Holocaust Memorial Museum Receives $17.2 Million Bequest

The United States Holocaust Memorial Museum in Washington, D.C., has announced a gift of $17.2 million — its largest single gift to date — from the estate of Eric F. Ross, who died in 2010.

The gift will support the museum's endowment fund, for which the museum hopes to raise an additional $200 million over the next eight years. Ross and his late wife, Lore, both refugees from Nazi Germany, contributed more than $12 million to the museum during their lifetimes, including $5 million in 1998 to dedicate the Ross Administrative Center in memory of Eric Ross' parents, who were murdered at Auschwitz-Birkenau. The Rosses also sponsored four challenge grants that raised more than $4 million for the museum and were the inaugural members of its Chairman's Circle.

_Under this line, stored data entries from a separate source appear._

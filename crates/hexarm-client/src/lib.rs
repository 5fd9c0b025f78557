//! # Hexarm Client
//!
//! 六自由度步进机械臂的宿主侧控制核心：
//!
//! - `config`: 静态关节配置表与构造期校验
//! - `switch`: 限位开关边沿事件（外部按钮库产生，本层消费）
//! - `joint`: 关节控制器（回零状态机、限界运动、stop/栅栏）
//! - `trajectory`: 笛卡尔直线轨迹规划（moveL 的规划产物）
//! - `robot`: 协调器（home / moveJ / moveL / halt / 位姿查询）
//!
//! ## 最小使用示例
//!
//! ```rust,no_run
//! use std::sync::Arc;
//! use hexarm_client::{switch_channel, ArmConfig, Robot};
//! use hexarm_gateway::Gateway;
//! use hexarm_kinematics::JointArray;
//!
//! # fn transport() -> Box<dyn hexarm_gateway::Transport> { unimplemented!() }
//! # fn main() -> hexarm_client::Result<()> {
//! let gateway = Arc::new(Gateway::connect(transport()));
//! let switches = JointArray::new(std::array::from_fn(|_| switch_channel().1));
//! let robot = Robot::new(gateway, ArmConfig::hexarm(), switches)?;
//!
//! robot.home()?;
//! let mut target = robot.pose();
//! target.x += 50.0;
//! robot.move_l(&target)?;
//! # Ok(())
//! # }
//! ```
//!
//! 进程不持久化任何状态：每次启动都必须重新回零。

pub mod config;
pub mod error;
pub mod joint;
pub mod robot;
pub mod switch;
pub mod trajectory;

pub use config::{ArmConfig, ConfigError, HomingDirection, JointConfig};
pub use error::{ArmError, Result};
pub use joint::{JointController, JointState};
pub use robot::Robot;
pub use switch::{switch_channel, SwitchEvent};
pub use trajectory::{CartesianTrajectory, CONTROL_FREQUENCY_HZ};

Ross, who fled Germany in 1938, returned to Europe in 1942 as a soldier in the U.S. Army and received a Bronze Star for his service. After the war, he founded Alpha Chemical & Plastics in Newark, New Jersey, and later the Mercer Plastics Company in Florida. He sold both companies in 1985.

"Having experienced firsthand Nazi anti-Semitism and hatred, Eric and Lore Ross became determined and generous investors in Holocaust education," said museum director Sara J. Bloomfield. "Their loss and suffering inspired remarkable generosity."

"United States Holocaust Memorial Museum Receives $17.2 Million From Estate of Eric F. Ross." United States Holocaust Memorial Museum Press Release 09/27/2011.